Britain's global goods trade gap narrowed in January to its smallest in nearly a year with record exports of oil helping drive a recovery from its worst reading on record in December.
The improvement will provide some relief to policymakers who have pinned their hopes of economic recovery on Britain exporting more at a time of weak domestic demand.
Britain's goods trade deficit narrowed to £7.06 billion in January from £9.69 billion in December which was the worst reading since monthly records began in 1980. Economists had forecast a more modest fall to £8.5 billion.
December's deficit was revised higher, a move the statistics office attributed to a reassessment of seasonal factors and revised data from the tax authority and other agencies.
However, economists cautioned that monthly trade figures were notoriously volatile and December's severe winter weather may have amplified the move.
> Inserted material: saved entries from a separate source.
// Shared modules
pub(crate) mod cli;
pub(crate) mod logging;

// Entry points
pub mod main;
/*!
Logging setup for the command line.

Logs go to stderr so stdout stays a clean JSON document. `RUST_LOG` wins when set;
otherwise a default level is chosen based on the build profile.
*/

use tracing_subscriber::prelude::*;
use tracing_subscriber::{EnvFilter, fmt};

const DEFAULT_DEBUG_FILTER: &str = "debug";
const DEFAULT_RELEASE_FILTER: &str = "info";

/// Initialize the global tracing subscriber.
pub fn setup_logging() {
    let default_filter = if cfg!(debug_assertions) {
        DEFAULT_DEBUG_FILTER
    } else {
        DEFAULT_RELEASE_FILTER
    };
    let from_env = std::env::var("RUST_LOG").is_ok();
    let filter = EnvFilter::try_from_default_env().unwrap_or_else(|_| EnvFilter::new(default_filter));

    let fmt_layer = fmt::layer()
        .with_writer(std::io::stderr)
        .with_filter(filter);

    let _ = tracing_subscriber::registry().with(fmt_layer).try_init();

    if !from_env {
        tracing::debug!("RUST_LOG not set, using default: {}", default_filter);
    }
}
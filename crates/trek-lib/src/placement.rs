//! Randomised placement of items in a bounded virtual canvas
//!
//! Candidates are sampled uniformly inside the padded canvas and accepted when their center is
//! far enough from every box accepted so far. The separation test is a bounding-circle check
//! on the nominal footprint: rotation and scale never enter it. When [`MAX_ATTEMPTS`]
//! candidates are all rejected, [`FALLBACK_SAMPLES`] extra positions are drawn and the one
//! farthest from its nearest neighbour wins. The fallback always terminates but may overlap.

use geo::Coord;
use rand::Rng;

/// Candidates tried before falling back
pub const MAX_ATTEMPTS: usize = 100;

/// Positions sampled by the fallback
pub const FALLBACK_SAMPLES: usize = 30;

const MIN_SCALE: f64 = 0.7;
const MAX_SCALE: f64 = 1.3;
const FULL_TURN_DEGREES: f64 = 360.0;

/// The bounded region items are laid out in
#[derive(Debug, Clone, Copy, PartialEq)]
#[cfg_attr(feature = "serde", derive(serde::Serialize, serde::Deserialize))]
pub struct VirtualCanvas {
    pub width: f64,
    pub height: f64,
    /// Margin kept clear along every edge, also added to the minimum separation
    pub padding: f64,
}

impl Default for VirtualCanvas {
    fn default() -> Self {
        Self {
            width: 1000.0,
            height: 1000.0,
            padding: 50.0,
        }
    }
}

impl VirtualCanvas {
    /// Valid top-left range along x for an item `item_width` wide: `[padding, padding + span]`
    #[inline]
    fn x_span(&self, item_width: f64) -> f64 {
        self.width - item_width - 2.0 * self.padding
    }

    #[inline]
    fn y_span(&self, item_height: f64) -> f64 {
        self.height - item_height - 2.0 * self.padding
    }

    /// Whether an item of this size fits inside the padded canvas at all
    pub fn fits(&self, item_width: f64, item_height: f64) -> bool {
        self.x_span(item_width) >= 0.0 && self.y_span(item_height) >= 0.0
    }
}

/// A placed item in virtual-canvas space
#[derive(Debug, Clone, Copy, PartialEq)]
#[cfg_attr(feature = "serde", derive(serde::Serialize, serde::Deserialize))]
pub struct PlacementBox {
    /// Top-left corner of the nominal (unrotated) footprint
    pub x: f64,
    pub y: f64,
    /// Rotation in degrees, `[0, 360)`
    pub rotation: f64,
    /// Display scale, `[0.7, 1.3)`
    pub scale: f64,
    pub width: f64,
    pub height: f64,
}

impl PlacementBox {
    /// Center of the nominal footprint
    #[inline]
    pub fn center(&self) -> Coord<f64> {
        Coord {
            x: self.x + self.width / 2.0,
            y: self.y + self.height / 2.0,
        }
    }

    #[inline]
    fn center_distance(&self, other: &PlacementBox) -> f64 {
        let a = self.center();
        let b = other.center();
        (a.x - b.x).hypot(a.y - b.y)
    }
}

/// How a placement was found
#[derive(Debug, Clone, Copy, PartialEq)]
#[cfg_attr(
    feature = "serde",
    derive(serde::Serialize, serde::Deserialize),
    serde(tag = "kind", rename_all = "snake_case")
)]
pub enum PlacementOutcome {
    /// A candidate passed the separation test after this many draws (1-based)
    Accepted { attempts: usize },
    /// Every candidate was rejected; the best-separated fallback sample was used
    Fallback {
        /// Distance from the chosen center to the nearest existing center
        nearest_distance: f64,
    },
}

/// Result of [`place_next`]
#[derive(Debug, Clone, Copy, PartialEq)]
#[cfg_attr(feature = "serde", derive(serde::Serialize, serde::Deserialize))]
pub struct Placement {
    #[cfg_attr(feature = "serde", serde(rename = "box"))]
    pub placed: PlacementBox,
    pub outcome: PlacementOutcome,
}

impl Placement {
    #[inline]
    pub fn is_fallback(&self) -> bool {
        matches!(self.outcome, PlacementOutcome::Fallback { .. })
    }
}

/// Minimum center-to-center distance for two items to count as separated
///
/// The item's diagonal plus the canvas padding.
#[inline]
pub fn min_center_distance(item_width: f64, item_height: f64, padding: f64) -> f64 {
    item_width.hypot(item_height) + padding
}

/// Compute a position for the next item given every box accepted so far
///
/// `existing` is only read; the caller appends the result before placing the next item.
/// Calls for the same growing collection must run one after another. All randomness comes
/// from `rng`, so a seeded generator gives reproducible layouts.
pub fn place_next<R: Rng>(
    existing: &[PlacementBox],
    canvas: &VirtualCanvas,
    item_width: f64,
    item_height: f64,
    rng: &mut R,
) -> Placement {
    #[cfg(feature = "profiling")]
    profiling::scope!("placement::place_next");

    if !canvas.fits(item_width, item_height) {
        tracing::warn!(
            "Item {}x{} does not fit in canvas {}x{} with padding {}; pinning to the padding corner",
            item_width,
            item_height,
            canvas.width,
            canvas.height,
            canvas.padding
        );
    }

    let min_distance = min_center_distance(item_width, item_height, canvas.padding);
    let mut candidate = sample_box(canvas, item_width, item_height, rng);
    let mut attempts = 1;

    loop {
        if !overlaps(&candidate, existing, min_distance) {
            return Placement {
                placed: candidate,
                outcome: PlacementOutcome::Accepted { attempts },
            };
        }
        if attempts == MAX_ATTEMPTS {
            break;
        }
        candidate = sample_box(canvas, item_width, item_height, rng);
        attempts += 1;
    }

    let placed = fallback(candidate, existing, canvas, rng);
    let nearest_distance = nearest_distance(&placed, existing);
    tracing::debug!(
        "No free slot after {} attempts among {} boxes; fallback nearest distance {:.1} (wanted {:.1})",
        MAX_ATTEMPTS,
        existing.len(),
        nearest_distance,
        min_distance
    );

    Placement {
        placed,
        outcome: PlacementOutcome::Fallback { nearest_distance },
    }
}

/// Greedy max-min search over fresh positions
///
/// Starts from the last rejected candidate; a sample replaces the current best only when its
/// nearest-neighbour distance is strictly larger, and then gets a freshly drawn rotation and
/// scale.
fn fallback<R: Rng>(
    last_candidate: PlacementBox,
    existing: &[PlacementBox],
    canvas: &VirtualCanvas,
    rng: &mut R,
) -> PlacementBox {
    let mut best = last_candidate;
    let mut best_distance = 0.0;

    for _ in 0..FALLBACK_SAMPLES {
        let (x, y) = sample_position(canvas, last_candidate.width, last_candidate.height, rng);
        let probe = PlacementBox {
            x,
            y,
            ..last_candidate
        };
        let distance = nearest_distance(&probe, existing);

        if distance > best_distance {
            best_distance = distance;
            let (rotation, scale) = sample_pose(rng);
            best = PlacementBox {
                rotation,
                scale,
                ..probe
            };
        }
    }

    best
}

fn overlaps(candidate: &PlacementBox, existing: &[PlacementBox], min_distance: f64) -> bool {
    existing
        .iter()
        .any(|placed| candidate.center_distance(placed) < min_distance)
}

/// Distance to the nearest existing center, `f64::MAX` when there is none
fn nearest_distance(candidate: &PlacementBox, existing: &[PlacementBox]) -> f64 {
    existing
        .iter()
        .map(|placed| candidate.center_distance(placed))
        .fold(f64::MAX, f64::min)
}

fn sample_box<R: Rng>(
    canvas: &VirtualCanvas,
    item_width: f64,
    item_height: f64,
    rng: &mut R,
) -> PlacementBox {
    let (x, y) = sample_position(canvas, item_width, item_height, rng);
    let (rotation, scale) = sample_pose(rng);
    PlacementBox {
        x,
        y,
        rotation,
        scale,
        width: item_width,
        height: item_height,
    }
}

fn sample_position<R: Rng>(
    canvas: &VirtualCanvas,
    item_width: f64,
    item_height: f64,
    rng: &mut R,
) -> (f64, f64) {
    let x = canvas.padding + unit(rng) * canvas.x_span(item_width).max(0.0);
    let y = canvas.padding + unit(rng) * canvas.y_span(item_height).max(0.0);
    (x, y)
}

fn sample_pose<R: Rng>(rng: &mut R) -> (f64, f64) {
    let rotation = unit(rng) * FULL_TURN_DEGREES;
    let scale = MIN_SCALE + unit(rng) * (MAX_SCALE - MIN_SCALE);
    (rotation, scale)
}

/// Uniform sample in `[0, 1)`
#[inline]
fn unit<R: Rng>(rng: &mut R) -> f64 {
    rng.gen_range(0.0..1.0)
}
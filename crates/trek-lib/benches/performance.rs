//! Performance benchmarks for trek-lib
//!
//! Run with: cargo bench --package trek-lib

use criterion::{BenchmarkId, Criterion, Throughput, criterion_group, criterion_main};
use rand::SeedableRng;
use rand::rngs::StdRng;
use trek_lib::{
    CONSTELLATION_TOLERANCE, Galaxy, LatLng, Path, decode_polyline, encode_polyline, project,
    simplify,
};

/// Generate a realistic GPS track with the specified number of points.
fn generate_track(num_points: usize, base_lat: f64, base_lon: f64) -> Path {
    (0..num_points)
        .map(|i| {
            let t = i as f64 / num_points as f64;
            LatLng::new(
                base_lat + t * 0.1 + (t * 50.0).sin() * 0.001,
                base_lon + t * 0.1 + (t * 30.0).cos() * 0.001,
            )
        })
        .collect()
}

// ============================================================================
// Core Benchmarks - Key performance indicators
// ============================================================================

fn bench_simplify(c: &mut Criterion) {
    let mut group = c.benchmark_group("simplify");

    for &size in &[1_000usize, 10_000, 50_000] {
        let track = generate_track(size, 51.5, -0.1);
        group.throughput(Throughput::Elements(size as u64));
        group.bench_with_input(BenchmarkId::from_parameter(size), &track, |b, track| {
            b.iter(|| simplify(track, CONSTELLATION_TOLERANCE));
        });
    }

    group.finish();
}

fn bench_polyline(c: &mut Criterion) {
    let mut group = c.benchmark_group("polyline");

    let track = generate_track(10_000, 51.5, -0.1);
    let encoded = encode_polyline(&track);
    group.throughput(Throughput::Elements(track.len() as u64));

    group.bench_function("encode_10k", |b| {
        b.iter(|| encode_polyline(&track));
    });
    group.bench_function("decode_10k", |b| {
        b.iter(|| decode_polyline(&encoded));
    });

    group.finish();
}

fn bench_project(c: &mut Criterion) {
    let mut group = c.benchmark_group("project");

    let track = generate_track(50_000, 51.5, -0.1);
    group.bench_function("constellation_50k", |b| {
        b.iter(|| project(&track, 250.0, 250.0, CONSTELLATION_TOLERANCE));
    });

    group.finish();
}

fn bench_placement(c: &mut Criterion) {
    let mut group = c.benchmark_group("placement");
    group.sample_size(20);

    // Past a handful of items the default galaxy is full, so this mostly measures fallbacks
    group.bench_function("galaxy_50_items", |b| {
        b.iter(|| {
            let mut rng = StdRng::seed_from_u64(42);
            let mut galaxy = Galaxy::default();
            for _ in 0..50 {
                galaxy.place_next(&mut rng);
            }
            galaxy
        });
    });

    group.finish();
}

// ============================================================================
// Criterion Configuration
// ============================================================================

criterion_group!(
    benches,
    bench_simplify,
    bench_polyline,
    bench_project,
    bench_placement,
);

criterion_main!(benches);
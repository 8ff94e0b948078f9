//! Run storage and share links
//!
//! A `Run` is one named GPS activity: its path plus the distance computed once at
//! construction. Runs travel between views as a [`SharedRun`], whose path is an encoded
//! polyline small enough to live in a URL.

use crate::{
    DecodeError, EncodedPolyline, LatLng, Path, Result, TrekError, decode_polyline,
    encode_polyline, utils,
};
use std::io::Read;

/// A single named run with its path and precomputed metadata
#[derive(Clone, Debug, PartialEq)]
#[cfg_attr(feature = "serde", derive(serde::Serialize, serde::Deserialize))]
pub struct Run {
    name: String,
    /// Points in recording order
    path: Path,
    /// Cached haversine length in miles (computed once during construction)
    distance_miles: f64,
}

/// The share-link form of a run: the path is an encoded polyline
#[derive(Clone, Debug, PartialEq)]
#[cfg_attr(feature = "serde", derive(serde::Serialize, serde::Deserialize))]
pub struct SharedRun {
    pub coordinates: EncodedPolyline,
    pub name: String,
    /// Distance in miles
    pub distance: f64,
}

#[cfg_attr(feature = "profiling", profiling::all_functions)]
impl Run {
    /// Create a run from a path
    ///
    /// # Returns
    /// The run on success, or [`TrekError::EmptyRoute`] if the path has no points
    pub fn new(name: impl Into<String>, path: Path) -> Result<Self> {
        if path.is_empty() {
            return Err(TrekError::EmptyRoute);
        }

        let distance_miles = utils::meters_to_miles(utils::path_length(&path));
        Ok(Self {
            name: name.into(),
            path,
            distance_miles,
        })
    }

    /// Create a run from parsed GPX data
    ///
    /// Every track segment is flattened into one path in document order. Points with
    /// non-finite coordinates are skipped.
    pub fn from_gpx(name: impl Into<String>, gpx: &gpx::Gpx) -> Result<Self> {
        let mut path = Path::new();
        let mut skipped = 0usize;

        for track in &gpx.tracks {
            for segment in &track.segments {
                for waypoint in &segment.points {
                    let point = LatLng::from(waypoint);
                    if point.is_finite() {
                        path.push(point);
                    } else {
                        skipped += 1;
                    }
                }
            }
        }

        if skipped > 0 {
            tracing::warn!("Skipped {} GPX points with non-finite coordinates", skipped);
        }
        if path.is_empty() && skipped > 0 {
            return Err(TrekError::InvalidGeometry(
                "No valid points in route".to_string(),
            ));
        }

        Self::new(name, path)
    }

    /// Parse GPX XML and create a run from it
    pub fn from_gpx_reader<R: Read>(name: impl Into<String>, reader: R) -> Result<Self> {
        let gpx = gpx::read(reader)?;
        Self::from_gpx(name, &gpx)
    }

    /// Rebuild a run from a share link
    ///
    /// The stored distance is kept as-is rather than recomputed from the decoded path, so the
    /// figure shown matches the one that was shared.
    pub fn from_shared(shared: &SharedRun) -> Result<Self> {
        let path = decode_polyline(&shared.coordinates)?;
        if path.is_empty() {
            return Err(TrekError::EmptyRoute);
        }
        Ok(Self {
            name: shared.name.clone(),
            path,
            distance_miles: shared.distance,
        })
    }

    /// Produce the share-link form of this run
    pub fn to_shared(&self) -> SharedRun {
        SharedRun {
            coordinates: encode_polyline(&self.path),
            name: self.name.clone(),
            distance: self.distance_miles,
        }
    }

    #[inline]
    pub fn name(&self) -> &str {
        &self.name
    }

    #[inline]
    pub fn path(&self) -> &[LatLng] {
        &self.path
    }

    /// Total distance in miles
    ///
    /// This is O(1) as the value is cached during construction.
    #[inline]
    pub fn distance_miles(&self) -> f64 {
        self.distance_miles
    }

    /// Distance as a percentage of the way to the Moon
    #[inline]
    pub fn moon_percent(&self) -> f64 {
        self.distance_miles / utils::MOON_DISTANCE_MILES * 100.0
    }

    /// Midpoint of the run's bounding box, where a map view should center
    #[inline]
    pub fn center(&self) -> LatLng {
        // Construction guarantees at least one point
        utils::center(&self.path).unwrap_or_default()
    }
}

impl SharedRun {
    /// Decode the coordinates without building a full run
    pub fn decode_path(&self) -> std::result::Result<Path, DecodeError> {
        decode_polyline(&self.coordinates)
    }

    /// Serialize to the JSON document a share URL carries
    #[cfg(feature = "serde")]
    pub fn to_json(&self) -> Result<String> {
        Ok(serde_json::to_string(self)?)
    }

    /// Parse the JSON document a share URL carries
    #[cfg(feature = "serde")]
    pub fn from_json(json: &str) -> Result<Self> {
        Ok(serde_json::from_str(json)?)
    }
}
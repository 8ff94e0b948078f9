//! Path simplification by maximum perpendicular deviation
//!
//! Repeatedly splits a range at the point farthest from the chord joining its endpoints,
//! until every remaining point lies within `tolerance` of its chord. Distances are planar in
//! degrees. The split work is driven by an explicit stack so very long tracks cannot exhaust
//! the call stack.

use crate::{LatLng, Path};

/// Simplify a path, keeping its first and last point exactly
///
/// Paths with fewer than 3 points are returned unchanged. The output is a subsequence of the
/// input and is fully deterministic.
///
/// # Arguments
/// * `path` - The points to simplify, in order
/// * `tolerance` - Maximum allowed perpendicular deviation, in degrees (`>= 0`)
pub fn simplify(path: &[LatLng], tolerance: f64) -> Path {
    #[cfg(feature = "profiling")]
    profiling::scope!("simplify::simplify");

    simplify_indices(path, tolerance)
        .into_iter()
        .map(|i| path[i])
        .collect()
}

/// Same as [`simplify`], but returns the indices of the kept points
pub fn simplify_indices(path: &[LatLng], tolerance: f64) -> Vec<usize> {
    if path.len() < 3 {
        return (0..path.len()).collect();
    }

    let last = path.len() - 1;
    let mut keep = vec![false; path.len()];
    keep[0] = true;
    keep[last] = true;

    let mut pending = vec![(0, last)];
    while let Some((start, end)) = pending.pop() {
        if end <= start + 1 {
            continue;
        }

        let (index, max_distance) = farthest_from_chord(path, start, end);
        if max_distance > tolerance {
            keep[index] = true;
            pending.push((index, end));
            pending.push((start, index));
        }
    }

    keep.iter()
        .enumerate()
        .filter_map(|(i, &k)| k.then_some(i))
        .collect()
}

/// Find the interior point of `start..=end` with the largest distance to the chord
///
/// Ties keep the earliest index. Returns `(start, 0.0)` when nothing is farther than zero.
fn farthest_from_chord(path: &[LatLng], start: usize, end: usize) -> (usize, f64) {
    let mut max_distance = 0.0;
    let mut index = start;

    for (i, point) in path.iter().enumerate().take(end).skip(start + 1) {
        let distance = perpendicular_distance(*point, path[start], path[end]);
        if distance > max_distance {
            max_distance = distance;
            index = i;
        }
    }

    (index, max_distance)
}

/// Distance from `point` to the infinite line through `line_start` and `line_end`
///
/// Projects onto the chord direction. A zero-length chord degrades to the Euclidean distance
/// to `line_start`.
#[inline]
pub(crate) fn perpendicular_distance(point: LatLng, line_start: LatLng, line_end: LatLng) -> f64 {
    let dx = line_end.lat - line_start.lat;
    let dy = line_end.lng - line_start.lng;

    if dx == 0.0 && dy == 0.0 {
        return distance(point, line_start);
    }

    let t = ((point.lat - line_start.lat) * dx + (point.lng - line_start.lng) * dy)
        / (dx * dx + dy * dy);
    let nearest = LatLng::new(line_start.lat + t * dx, line_start.lng + t * dy);

    distance(point, nearest)
}

#[inline]
fn distance(a: LatLng, b: LatLng) -> f64 {
    ((a.lat - b.lat).powi(2) + (a.lng - b.lng).powi(2)).sqrt()
}
//! Trek Library - Core Algorithms for GPS Run Constellations
//!
//! This library turns a raw GPS track into a compact, drawable "constellation" and lays many
//! of them out in a shared virtual galaxy. Everything here is pure and synchronous; rendering,
//! uploads and navigation belong to the callers.
//!
//! # Architecture
//!
//! - **[`simplify()`]**: Perpendicular-distance line simplification (endpoints always kept)
//! - **[`encode_polyline`] / [`decode_polyline`]**: Reversible compact text codec for share links
//! - **[`project()`]**: Geographic path to pixel canvas, aspect-correct with the y axis flipped
//! - **[`place_next`]**: Randomised non-overlapping placement with a greedy fallback
//! - **[`Run`]** and **[`Galaxy`]**: Higher-level containers tying the pieces together
//!
//! # Data flow
//!
//! ```text
//! raw track -> simplify -> project -> drawable points
//! raw track -> encode_polyline -> share string -> decode_polyline -> raw track
//! galaxy boxes so far -> place_next -> next box
//! ```

mod galaxy;
mod path;
mod placement;
mod polyline;
mod project;
mod run;
mod simplify;
pub mod utils;

// Public API exports
pub use galaxy::{DEFAULT_ITEM_SIZE, Galaxy};
pub use path::{LatLng, Path};
pub use placement::{
    FALLBACK_SAMPLES, MAX_ATTEMPTS, Placement, PlacementBox, PlacementOutcome, VirtualCanvas,
    min_center_distance, place_next,
};
pub use polyline::{DecodeError, EncodedPolyline, decode_polyline, encode_polyline};
pub use project::{
    CONSTELLATION_TOLERANCE, DEFAULT_MARGIN_DEGREES, DrawablePoint, ProjectionConfig, project,
    project_with, star_indices, svg_points,
};
pub use run::{Run, SharedRun};
pub use simplify::{simplify, simplify_indices};

/// Error types for the library
#[derive(Debug, thiserror::Error)]
pub enum TrekError {
    #[error("GPX parsing error: {0}")]
    GpxParse(#[from] gpx::errors::GpxError),

    #[error("Polyline decoding error: {0}")]
    Decode(#[from] DecodeError),

    #[error("Invalid geometry: {0}")]
    InvalidGeometry(String),

    #[error("IO error: {0}")]
    Io(#[from] std::io::Error),

    #[cfg(feature = "serde")]
    #[error("JSON error: {0}")]
    Json(#[from] serde_json::Error),

    #[error("Empty route")]
    EmptyRoute,
}

pub type Result<T> = std::result::Result<T, TrekError>;

#[cfg(test)]
mod tests {
    use super::*;

    #[test]
    fn test_public_exports() {
        // Verify that all public types are accessible
        let _: fn(&[LatLng], f64) -> Path = simplify;
        let _: fn(&[LatLng]) -> EncodedPolyline = encode_polyline;
        let _: fn(&str) -> std::result::Result<Path, DecodeError> = decode_polyline;
        let _: fn() -> VirtualCanvas = VirtualCanvas::default;
    }

    #[test]
    fn test_decode_error_converts() {
        let err: TrekError = decode_polyline("_").unwrap_err().into();
        assert!(matches!(err, TrekError::Decode(DecodeError::Truncated { .. })));
    }
}
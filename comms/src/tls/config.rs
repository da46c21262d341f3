//   Copyright 2024 The Tether Project
//   SPDX-License-Identifier: BSD-3-Clause

use std::sync::{Arc, Once};

use log::*;
use rustls::{pki_types::ServerName, ClientConfig, ServerConfig};
use tokio::net::TcpStream;
use tokio_rustls::{TlsAcceptor, TlsConnector};

use super::{
    error::TlsError,
    verifier::{AcceptAnyServerCert, RequireAnyClientCert},
};
use crate::identity::{NodeIdentity, Thumbprint};

const LOG_TARGET: &str = "comms::tls";

/// A secured socket in either orientation.
pub type SecureStream = tokio_rustls::TlsStream<TcpStream>;

static INSTALL_CRYPTO_PROVIDER: Once = Once::new();

fn install_crypto_provider() {
    INSTALL_CRYPTO_PROVIDER.call_once(|| {
        let _ = rustls::crypto::ring::default_provider().install_default();
    });
}

/// TLS configuration for both connection orientations, built once from the
/// local identity.
#[derive(Clone)]
pub struct TlsConfig {
    identity: Arc<NodeIdentity>,
    server_config: Arc<ServerConfig>,
    client_config: Arc<ClientConfig>,
}

impl TlsConfig {
    pub fn new(identity: Arc<NodeIdentity>) -> Result<Self, TlsError> {
        install_crypto_provider();

        let cert_chain = vec![identity.certificate_der()];

        let server_config = ServerConfig::builder()
            .with_client_cert_verifier(Arc::new(RequireAnyClientCert))
            .with_single_cert(cert_chain.clone(), identity.private_key_der())?;

        let client_config = ClientConfig::builder()
            .dangerous()
            .with_custom_certificate_verifier(Arc::new(AcceptAnyServerCert))
            .with_client_auth_cert(cert_chain, identity.private_key_der())?;

        Ok(Self {
            identity,
            server_config: Arc::new(server_config),
            client_config: Arc::new(client_config),
        })
    }

    pub fn local_thumbprint(&self) -> Thumbprint {
        self.identity.thumbprint()
    }

    /// Accept an inbound socket: present the local identity, require a client
    /// certificate and record its thumbprint. The caller enforces the
    /// handshake deadline and the trust decision.
    pub async fn upgrade_inbound(&self, socket: TcpStream) -> Result<(Thumbprint, SecureStream), TlsError> {
        let acceptor = TlsAcceptor::from(self.server_config.clone());
        let stream = acceptor.accept(socket).await?;
        let thumbprint = peer_thumbprint(stream.get_ref().1.peer_certificates())?;
        trace!(
            target: LOG_TARGET,
            "inbound TLS session established with peer '{}'",
            thumbprint
        );
        Ok((thumbprint, stream.into()))
    }

    /// Dial-side upgrade: present the local identity and record the server's
    /// thumbprint without validating it at the TLS layer.
    pub async fn upgrade_outbound(
        &self,
        socket: TcpStream,
        server_name: &str,
    ) -> Result<(Thumbprint, SecureStream), TlsError> {
        let connector = TlsConnector::from(self.client_config.clone());
        let name = ServerName::try_from(server_name.to_string())
            .map_err(|_| TlsError::InvalidServerName(server_name.to_string()))?;
        let stream = connector.connect(name, socket).await?;
        let thumbprint = peer_thumbprint(stream.get_ref().1.peer_certificates())?;
        trace!(
            target: LOG_TARGET,
            "outbound TLS session established with peer '{}'",
            thumbprint
        );
        Ok((thumbprint, stream.into()))
    }
}

fn peer_thumbprint(
    certificates: Option<&[rustls::pki_types::CertificateDer<'_>]>,
) -> Result<Thumbprint, TlsError> {
    let cert = certificates
        .and_then(|certs| certs.first())
        .ok_or(TlsError::PeerCertificateMissing)?;
    Ok(Thumbprint::from_der(cert.as_ref()))
}

#[cfg(test)]
mod test {
    use super::*;
    use crate::test_utils::node_identity::build_node_identity;
    use tokio::{
        io::{AsyncReadExt, AsyncWriteExt},
        net::TcpListener,
    };

    #[tokio::test]
    async fn mutual_upgrade_records_both_thumbprints() {
        let server_identity = build_node_identity();
        let client_identity = build_node_identity();
        let server_tls = TlsConfig::new(server_identity.clone()).unwrap();
        let client_tls = TlsConfig::new(client_identity.clone()).unwrap();

        let listener = TcpListener::bind("127.0.0.1:0").await.unwrap();
        let addr = listener.local_addr().unwrap();

        let server = tokio::spawn(async move {
            let (socket, _) = listener.accept().await.unwrap();
            let (thumbprint, mut stream) = server_tls.upgrade_inbound(socket).await.unwrap();
            let mut buf = [0u8; 4];
            stream.read_exact(&mut buf).await.unwrap();
            assert_eq!(&buf, b"ping");
            thumbprint
        });

        let socket = TcpStream::connect(addr).await.unwrap();
        let (server_thumbprint, mut stream) =
            client_tls.upgrade_outbound(socket, "127.0.0.1").await.unwrap();
        stream.write_all(b"ping").await.unwrap();
        stream.flush().await.unwrap();

        let observed_client_thumbprint = server.await.unwrap();
        assert_eq!(server_thumbprint, server_identity.thumbprint());
        assert_eq!(observed_client_thumbprint, client_identity.thumbprint());
    }

    #[tokio::test]
    async fn server_refuses_clients_without_a_certificate() {
        let server_identity = build_node_identity();
        let server_tls = TlsConfig::new(server_identity).unwrap();

        let listener = TcpListener::bind("127.0.0.1:0").await.unwrap();
        let addr = listener.local_addr().unwrap();

        let server = tokio::spawn(async move {
            let (socket, _) = listener.accept().await.unwrap();
            server_tls.upgrade_inbound(socket).await
        });

        // A client configured without client auth
        install_crypto_provider();
        let config = ClientConfig::builder()
            .dangerous()
            .with_custom_certificate_verifier(Arc::new(super::super::verifier::AcceptAnyServerCert))
            .with_no_client_auth();
        let connector = TlsConnector::from(Arc::new(config));
        let socket = TcpStream::connect(addr).await.unwrap();
        let name = ServerName::try_from("127.0.0.1".to_string()).unwrap();
        // The handshake fails on one side or the other; the server must not
        // yield an authenticated stream.
        let _ = connector.connect(name, socket).await;
        assert!(server.await.unwrap().is_err());
    }
}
"Today's number is encouraging but there is clearly a lot of short term volatility in these figures" said Ross Walker, an economist at RBS. "The underlying positive is still that trade is making only a relatively modest contribution to GDP growth."
A contraction in the economy in the fourth quarter - fuelled by the cold weather - was one reason why policymakers were reluctant to raise interest rates at the Bank of England's last meeting. A better first quarter is widely expected to trigger the rise by June.
December was Britain's coldest in a century and heavy snowfall disrupted road, rail and air transport. The Office for National Statistics said it was hard to gauge exactly what impact the weather had made.
Britain's total trade deficit, which includes services, narrowed to £2.95 billion from December's £5.48 billion - its narrowest since February 2010.
The improvement was largely due to a pick-up in export volumes, which rose 6.1 per cent on the month, excluding oil and erratic items. Import volumes on this measure rose 1.9 per cent.
There were record levels of exports in oil, intermediate goods, and the "food, drink and tobacco" category.
The oil balance swung to a surplus of £118 million from a deficit of £727 million in December, aided by record exports of £3.56 billion.
However, economists questioned how sustained the improvement would prove to be and said it was too early to be confident that a long-awaited rebalancing of Britain's economy was taking place.
"The sharp improvement in the UK's trade deficit in January mainly reflects temporary factors, rather than signalling that net trade is now giving strong support to the recovery," said Vicky Redwood at Capital Economics.